Member of the Senate for Veracruz
- In office 7 August 2016 – 31 August 2018
- Preceded by: Erika Ayala Ríos
- Succeeded by: Ricardo Ahued
- In office 1 September 2012 – 2 January 2016
- Preceded by: Arturo Herviz Reyes
- Succeeded by: Erika Ayala Ríos

Member of the Chamber of Deputies for Veracruz's 6th district
- In office 1 September 1985 – 31 August 1988
- Preceded by: Salvador Valencia Carmona
- Succeeded by: Ricardo Olivares Pineda

Personal details
- Born: 27 September 1958 (age 67) Soledad de Doblado, Veracruz, Mexico
- Party: PRI (1977-2026)
- Education: Universidad Veracruzana
- Occupation: Senator

= Héctor Yunes Landa =

Mexican politician

Héctor Yunes Landa (born 27 September 1958) is a Mexican politician previously affiliated with the PRI. From 2012 to 2016, he represented Veracruz as a senator in the LXII and LXIII Legislatures of the Mexican Congress. He also served as Deputy from 1985 to 1988 in the LIII Legislature.

==Life==
Yunes graduated from the Universidad Veracruzana in 1982 with a degree in law, though his political career had begun as early as 1977, when he joined the PRI. In 1979, he founded and presided over the State Executive Committee of FIREV – the Veracruz Student Independent Defensive Front. He left that position two years later to become the secretary general of the state National Revolutionary Youth Movement; from 1982 to 1989, he was the national secretary general of the Revolutionary Popular Youth organization. Simultaneously, between 1985 and 1988, Yunes Landa served as a federal deputy for the first time, in the LIII Legislature; he sat on committees dealing with the Navy, Fishing, Environment, Ecology, Border Matters, Justice, and Information, Administration and Complaints.

In 1988, Yunes Landa briefly served as an advisor to the Secretary of Fisheries, but he then went to study at the University of Warwick in England, even presiding over its Association of Foreign Students between 1990 and 1991; he would graduate from that institution with a graduate degree in public administration and political analysis. The next year, he attended the National University Law Center in Washington, D.C., picking up a master's degree in international and comparative law; while there, he presided over the graduate school's Association of Foreign Lawyers.

After three years as a liaison for the National Federation of Organizations and Citizens in the state of Sinaloa and a regional coordinator for the national PRI in the same state (1993–96), Yunes Landa went to work for INFONAVIT, where he was a regional delegation coordinator and an advisor to the director general between 1996 and 1997. The next year, Yunes went to another fund, FONATUR (National Fund to Stimulate Tourism), where he was the legal director between 1998 and 2001; he briefly transferred to the National Popular Housing Fund (FONHAPO), where he was a legal manager and headed the Institutional Linkage Unit). During this time, between 1997 and 2001, Yunes Landa was the secretary of the National Party Registry Commission within the PRI.

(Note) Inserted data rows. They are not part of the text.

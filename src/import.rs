use std::fs::File;
use std::io::BufReader;
use std::path::{Path, PathBuf};

use chrono::NaiveDate;
use serde::de::DeserializeOwned;
use serde::Deserialize;
use uuid::Uuid;

use crate::models::{ActionLogEntry, PerformanceRecord};

#[derive(Debug, thiserror::Error)]
pub enum ImportError {
    #[error("failed to read {path}: {source}")]
    Io {
        path: PathBuf,
        #[source]
        source: std::io::Error,
    },
    #[error("malformed CSV: {0}")]
    Csv(#[from] csv::Error),
    #[error("malformed JSON: {0}")]
    Json(#[from] serde_json::Error),
    #[error("unsupported file type for {0} (expected .csv or .json)")]
    UnsupportedFormat(PathBuf),
    #[error("row {row}: {reason}")]
    InvalidRow { row: usize, reason: String },
}

#[derive(Debug, Clone, Copy, PartialEq, Eq)]
enum Format {
    Csv,
    Json,
}

fn format_of(path: &Path) -> Result<Format, ImportError> {
    match path
        .extension()
        .and_then(|ext| ext.to_str())
        .map(str::to_ascii_lowercase)
        .as_deref()
    {
        Some("csv") => Ok(Format::Csv),
        Some("json") => Ok(Format::Json),
        _ => Err(ImportError::UnsupportedFormat(path.to_path_buf())),
    }
}

/// Action row as it arrives from an export; the id is optional.
#[derive(Debug, Deserialize)]
struct ActionRow {
    #[serde(default)]
    id: Option<Uuid>,
    agent_email: String,
    action_type: String,
    description: String,
    taken_by: String,
    action_date: NaiveDate,
    client: String,
    category: String,
}

pub fn parse_records(path: &Path) -> Result<Vec<PerformanceRecord>, ImportError> {
    let records: Vec<PerformanceRecord> = read_rows(path)?;
    for (idx, record) in records.iter().enumerate() {
        validate_record(record).map_err(|reason| ImportError::InvalidRow { row: idx + 1, reason })?;
    }
    Ok(records)
}

pub fn parse_actions(path: &Path) -> Result<Vec<ActionLogEntry>, ImportError> {
    let rows: Vec<ActionRow> = read_rows(path)?;
    rows.into_iter()
        .enumerate()
        .map(|(idx, row)| {
            validate_email(&row.agent_email)
                .and_then(|_| require_text("action_type", &row.action_type))
                .and_then(|_| require_text("taken_by", &row.taken_by))
                .map_err(|reason| ImportError::InvalidRow { row: idx + 1, reason })?;
            Ok(ActionLogEntry {
                id: row.id.unwrap_or_else(Uuid::new_v4),
                agent_email: row.agent_email,
                action_type: row.action_type,
                description: row.description,
                taken_by: row.taken_by,
                action_date: row.action_date,
                client: row.client,
                category: row.category,
            })
        })
        .collect()
}

fn read_rows<T: DeserializeOwned>(path: &Path) -> Result<Vec<T>, ImportError> {
    let format = format_of(path)?;
    let file = File::open(path).map_err(|source| ImportError::Io {
        path: path.to_path_buf(),
        source,
    })?;
    match format {
        Format::Csv => parse_csv(file),
        Format::Json => Ok(serde_json::from_reader(BufReader::new(file))?),
    }
}

fn parse_csv<T: DeserializeOwned, R: std::io::Read>(reader: R) -> Result<Vec<T>, ImportError> {
    let mut reader = csv::ReaderBuilder::new().trim(csv::Trim::All).from_reader(reader);
    let mut rows = Vec::new();
    for result in reader.deserialize::<T>() {
        rows.push(result?);
    }
    Ok(rows)
}

pub fn validate_record(record: &PerformanceRecord) -> Result<(), String> {
    validate_email(&record.agent_email)?;
    require_text("agent_id", &record.agent_id)?;
    require_text("client", &record.client)?;
    for (name, score) in [("kpi_avg_prod", record.kpi_avg_prod), ("kpi_qa", record.kpi_qa)] {
        if !score.is_finite() || score < 0.0 {
            return Err(format!("{name} must be a non-negative number, got {score}"));
        }
    }
    if !(1..=12).contains(&record.month_num) {
        return Err(format!("month_num must be 1-12, got {}", record.month_num));
    }
    if record.start_date > record.end_date {
        return Err(format!(
            "start_date {} is after end_date {}",
            record.start_date, record.end_date
        ));
    }
    Ok(())
}

fn validate_email(email: &str) -> Result<(), String> {
    match email.split_once('@') {
        Some((local, domain)) if !local.is_empty() && !domain.is_empty() => Ok(()),
        _ => Err(format!("invalid agent_email {email:?}")),
    }
}

fn require_text(field: &str, value: &str) -> Result<(), String> {
    if value.trim().is_empty() {
        Err(format!("{field} is required"))
    } else {
        Ok(())
    }
}

/// Stable key used to keep re-imports idempotent.
pub fn record_source_key(record: &PerformanceRecord) -> String {
    format!(
        "{}|{}|{}|{}|{}",
        record.agent_email.to_ascii_lowercase(),
        record.client,
        record.category,
        record.task,
        record.start_date
    )
}

/// Stable key for an action row, so re-imported or re-seeded actions are
/// stored once even when each parse assigns a fresh id.
pub fn action_source_key(action: &ActionLogEntry) -> String {
    format!(
        "{}|{}|{}|{}|{}",
        action.agent_email.to_ascii_lowercase(),
        action.action_type,
        action.action_date,
        action.taken_by.to_ascii_lowercase(),
        action.description
    )
}

#[cfg(test)]
mod tests {
    use super::*;
    use crate::classify::Status;
    use crate::models::fixtures::{action, date, record};

    const CSV: &str = "\
agent_email,agent_id,agent_name,client,category,task,kpi_qa,flag_qa,kpi_avg_prod,flag_prod,week_range,start_date,end_date,month_num,month_name,year_num
kai@qperform.io,1042,,Northwind,Claims,Intake,0.991,,1.004,Good,Mar 2 - Mar 8,2026-03-02,2026-03-08,3,March,2026
mo@qperform.io,1043,Mo Aziz,Northwind,Claims,Intake,0.96,Critical,0.99,,Mar 2 - Mar 8,2026-03-02,2026-03-08,3,March,2026
";

    #[test]
    fn csv_rows_map_to_records() {
        let records: Vec<PerformanceRecord> = parse_csv(CSV.as_bytes()).unwrap();
        assert_eq!(records.len(), 2);
        assert_eq!(records[0].agent_name, None);
        assert_eq!(records[0].display_name(), "kai");
        assert_eq!(records[0].qa_status(), Status::Good);
        assert_eq!(records[1].qa_status(), Status::Critical);
        assert_eq!(records[1].prod_status(), Status::Normal);
        assert!(records.iter().all(|r| validate_record(r).is_ok()));
    }

    #[test]
    fn validation_rejects_bad_shapes() {
        let mut rec = record("kai@qperform.io", date(2026, 3, 2), 1.0, 1.0);
        rec.agent_email = "kai".to_string();
        assert!(validate_record(&rec).unwrap_err().contains("agent_email"));

        let mut rec = record("kai@qperform.io", date(2026, 3, 2), f64::NAN, 1.0);
        assert!(validate_record(&rec).unwrap_err().contains("kpi_avg_prod"));
        rec.kpi_avg_prod = 1.0;
        rec.month_num = 13;
        assert!(validate_record(&rec).unwrap_err().contains("month_num"));
        rec.month_num = 3;
        rec.end_date = date(2026, 3, 1);
        assert!(validate_record(&rec).unwrap_err().contains("after end_date"));
    }

    #[test]
    fn unknown_extensions_are_rejected() {
        let err = format_of(Path::new("scores.xlsx")).unwrap_err();
        assert!(matches!(err, ImportError::UnsupportedFormat(_)));
        assert_eq!(format_of(Path::new("scores.CSV")).unwrap(), Format::Csv);
    }

    const ACTIONS_CSV: &str = "\
agent_email,action_type,description,taken_by,action_date,client,category
mo@qperform.io,Coaching,ok,sup@qperform.io,2026-03-12,Northwind,Claims
";

    #[test]
    fn action_ids_are_generated_when_missing() {
        let dir = tempfile::tempdir().unwrap();
        let path = dir.path().join("actions.json");
        std::fs::write(
            &path,
            r#"[{"agent_email":"mo@qperform.io","action_type":"Written Warning","description":"Two low QA weeks","taken_by":"sup@qperform.io","action_date":"2026-03-12","client":"Northwind","category":"Claims"}]"#,
        )
        .unwrap();
        let actions = parse_actions(&path).unwrap();
        assert_eq!(actions.len(), 1);
        assert_eq!(actions[0].action_type, "Written Warning");
        assert!(!actions[0].id.is_nil());
    }

    #[test]
    fn reparsing_an_action_file_yields_the_same_keys() {
        let dir = tempfile::tempdir().unwrap();
        let path = dir.path().join("actions.csv");
        std::fs::write(&path, ACTIONS_CSV).unwrap();

        let first = parse_actions(&path).unwrap();
        let second = parse_actions(&path).unwrap();
        assert_ne!(first[0].id, second[0].id);
        assert_eq!(action_source_key(&first[0]), action_source_key(&second[0]));
    }

    #[test]
    fn action_keys_separate_distinct_actions() {
        let base = action("mo@qperform.io", date(2026, 3, 12));
        let mut upper = base.clone();
        upper.agent_email = "MO@qperform.io".to_string();
        assert_eq!(action_source_key(&base), action_source_key(&upper));

        let mut later = base.clone();
        later.action_date = date(2026, 3, 19);
        assert_ne!(action_source_key(&base), action_source_key(&later));

        let mut escalated = base.clone();
        escalated.action_type = "Written Warning".to_string();
        assert_ne!(action_source_key(&base), action_source_key(&escalated));
    }

    #[test]
    fn invalid_action_rows_report_their_position() {
        let dir = tempfile::tempdir().unwrap();
        let path = dir.path().join("actions.csv");
        std::fs::write(
            &path,
            format!("{ACTIONS_CSV}nobody,Coaching,bad,sup@qperform.io,2026-03-12,Northwind,Claims\n"),
        )
        .unwrap();
        let err = parse_actions(&path).unwrap_err();
        assert!(matches!(err, ImportError::InvalidRow { row: 2, .. }));
    }

    #[test]
    fn source_keys_ignore_email_case() {
        let a = record("Kai@qperform.io", date(2026, 3, 2), 1.0, 1.0);
        let b = record("kai@qperform.io", date(2026, 3, 2), 0.5, 0.5);
        assert_eq!(record_source_key(&a), record_source_key(&b));
    }
}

After a brief return to INFONAVIT in 2002 and 2003, Yunes Landa was tapped to become the deputy secretary of government of Veracruz, a position he held for most of the time between 2003 and 2007. The only exception was a brief period in 2004 when he was a private secretary to the governor.

In 2007, for the first time in nearly 20 years, Yunes Landa returned to a legislature, the LXI Legislature of Veracruz, as a local deputy. He headed the PRI's parliamentary group in the legislature and presided over the Political Coordination Board (JUCOPO).

Between 2011 and 2012, Yunes Landa served as the president of the PRI in the state of Veracruz.

In 2012, voters in Veracruz elected Yunes Landa to the Senate for the LXII and LXIII Legislatures of the Mexican Congress. He was the president of the Civil Protection Committee and sat on those dealing with Federalism, Communications and Transportation, and Energy.

===2016 gubernatorial campaign===
In January 2016, Yunes Landa resigned from the Senate and was replaced by Erika Ayala Ríos, as he launched a bid for governor of Veracruz. His primary opposition was his first cousin, Miguel Ángel Yunes Linares, who had previously left the PRI and who ran under a PAN-PRD banner. During the election, Yunes Landa "lamented" his familial relationship with Yunes Linares, who he said had "insulted" his family. Five parties ultimately backed Yunes Landa's candidacy: the PRI, PVEM, Nueva Alianza, PT and Alternativa Veracruzana, a state party. Yunes Landa picked up 30.1 percent of the vote but lost to Yunes Linares, who became the first non-PRI governor of the state in 86 years.